Dom João I of Braganza (1543 – 22 February 1583) was the 6th Duke of Braganza and 1st Duke of Barcelos, among other titles. He is known for pushing the claims of his wife, Infanta Catherine of Guimarães, to the throne of Portugal.

Life
In 1563 he married his 1st cousin Infanta Catherine, daughter of Prince Edward, Duke of Guimarães and Isabel of Braganza (João's aunt).

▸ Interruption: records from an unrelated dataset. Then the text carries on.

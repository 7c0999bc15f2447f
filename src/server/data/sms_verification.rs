//! Repository for one-time password records.

use chrono::{DateTime, Utc};
use sea_orm::{
    ActiveModelTrait, ActiveValue, ColumnTrait, ConnectionTrait, DbErr, EntityTrait, QueryFilter,
    QueryOrder,
};

pub struct SmsVerificationRepository<'a, C: ConnectionTrait> {
    db: &'a C,
}

impl<'a, C: ConnectionTrait> SmsVerificationRepository<'a, C> {
    pub fn new(db: &'a C) -> Self {
        Self { db }
    }

    /// Stores a freshly issued code.
    ///
    /// Earlier unused codes for the same phone are marked used first so only the latest
    /// code can ever verify.
    ///
    /// # Arguments
    /// - `phone_number` - Phone the code was sent to
    /// - `code` - Six digit code
    /// - `expires_at` - Instant after which the code is rejected
    ///
    /// # Returns
    /// - `Ok(Model)` - The stored verification record
    /// - `Err(DbErr)` - Database error during update or insert
    pub async fn create(
        &self,
        phone_number: &str,
        code: &str,
        expires_at: DateTime<Utc>,
    ) -> Result<entity::sms_verification::Model, DbErr> {
        entity::prelude::SmsVerification::update_many()
            .filter(entity::sms_verification::Column::PhoneNumber.eq(phone_number))
            .filter(entity::sms_verification::Column::IsUsed.eq(false))
            .col_expr(
                entity::sms_verification::Column::IsUsed,
                sea_orm::sea_query::Expr::value(true),
            )
            .exec(self.db)
            .await?;

        entity::sms_verification::ActiveModel {
            phone_number: ActiveValue::Set(phone_number.to_string()),
            code: ActiveValue::Set(code.to_string()),
            expires_at: ActiveValue::Set(expires_at),
            is_used: ActiveValue::Set(false),
            attempts: ActiveValue::Set(0),
            created_at: ActiveValue::Set(Utc::now()),
            ..Default::default()
        }
        .insert(self.db)
        .await
    }

    /// Finds the newest unused, unexpired code for a phone.
    pub async fn find_active(
        &self,
        phone_number: &str,
        now: DateTime<Utc>,
    ) -> Result<Option<entity::sms_verification::Model>, DbErr> {
        entity::prelude::SmsVerification::find()
            .filter(entity::sms_verification::Column::PhoneNumber.eq(phone_number))
            .filter(entity::sms_verification::Column::IsUsed.eq(false))
            .filter(entity::sms_verification::Column::ExpiresAt.gt(now))
            .order_by_desc(entity::sms_verification::Column::CreatedAt)
            .order_by_desc(entity::sms_verification::Column::Id)
            .one(self.db)
            .await
    }

    /// Records a failed verification attempt.
    pub async fn increment_attempts(
        &self,
        verification: entity::sms_verification::Model,
    ) -> Result<entity::sms_verification::Model, DbErr> {
        let attempts = verification.attempts + 1;
        let mut verification: entity::sms_verification::ActiveModel = verification.into();
        verification.attempts = ActiveValue::Set(attempts);
        verification.update(self.db).await
    }

    /// Consumes a code so it cannot be reused.
    pub async fn mark_used(&self, id: i32) -> Result<(), DbErr> {
        entity::prelude::SmsVerification::update_many()
            .filter(entity::sms_verification::Column::Id.eq(id))
            .col_expr(
                entity::sms_verification::Column::IsUsed,
                sea_orm::sea_query::Expr::value(true),
            )
            .exec(self.db)
            .await?;
        Ok(())
    }
}
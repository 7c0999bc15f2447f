use chrono::Utc;
use sea_orm::DatabaseConnection;

use crate::server::{
    error::AppError,
    service::notification::{channel::Gateways, dispatcher::NotificationDispatcher},
};

/// Runs one dispatcher tick and logs the outcome when anything happened.
pub async fn run(db: &DatabaseConnection, gateways: &Gateways) -> Result<(), AppError> {
    let report = NotificationDispatcher::new(db, gateways)
        .dispatch_pending(Utc::now())
        .await?;

    if report.sent > 0 || report.failed > 0 {
        tracing::info!(
            "Dispatched notifications: {} sent, {} failed, {} deferred",
            report.sent,
            report.failed,
            report.deferred
        );
    }

    Ok(())
}
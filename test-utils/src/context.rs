use sea_orm::{sea_query::TableCreateStatement, ConnectionTrait, Database, DatabaseConnection};

use crate::error::TestError;

/// Test context containing the database connection for a single test.
///
/// Each context owns its own in-memory SQLite database, so tests never observe each
/// other's rows.
pub struct TestContext {
    /// Connection to the in-memory SQLite instance.
    ///
    /// Initialized lazily when `database()` is first called; always `Some` on a context
    /// returned by `TestBuilder::build()`.
    pub db: Option<DatabaseConnection>,
}

impl TestContext {
    /// Creates a new empty test context without a connection.
    pub fn new() -> Self {
        Self { db: None }
    }

    /// Gets or creates the in-memory SQLite database connection.
    ///
    /// # Returns
    /// - `Ok(&DatabaseConnection)` - Reference to the database connection
    /// - `Err(TestError::Database)` - Failed to connect to in-memory SQLite database
    pub async fn database(&mut self) -> Result<&DatabaseConnection, TestError> {
        match self.db {
            Some(ref db) => Ok(db),
            None => {
                let db = Database::connect("sqlite::memory:").await?;

                let db_ref = self.db.insert(db);

                Ok(&*db_ref)
            }
        }
    }

    /// Creates database tables from the provided CREATE TABLE statements.
    ///
    /// Typically called by `TestBuilder::build()` rather than directly.
    ///
    /// # Arguments
    /// - `stmts` - CREATE TABLE statements to execute in order
    ///
    /// # Returns
    /// - `Ok(())` - All tables created successfully
    /// - `Err(TestError::Database)` - Failed to create one or more tables
    pub async fn with_tables(&mut self, stmts: Vec<TableCreateStatement>) -> Result<(), TestError> {
        let db = self.database().await?;

        for stmt in stmts {
            db.execute(&stmt).await?;
        }

        Ok(())
    }
}

impl Default for TestContext {
    fn default() -> Self {
        Self::new()
    }
}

After the disaster of the Battle of Ksar El Kebir, where heirless King Sebastian of Portugal died, the aged Cardinal Henry of Portugal had become King. Because Henry was old and was not allowed to have legitimate children, a dynastical crisis occurred even before the death of the Cardinal. The Duke of Braganza supported his wife's claim to the throne (she was a granddaughter of King Manuel I). Philip II of Spain (another grandson of Manuel I and also claimant to the throne), tried to bribe him to abandon his wife's pretensions, offering him the Vice-Kingdom of Brazil, the post of Grand-Master of the Order of Christ, a license to send a personal ship to India every year, and the marriage of his eldest son Teodósio of Braganza to one of his daughters (either Isabella Clara Eugenia or Catherine Michaela). The Duke of Braganza, influenced by his wife, refused the proposal.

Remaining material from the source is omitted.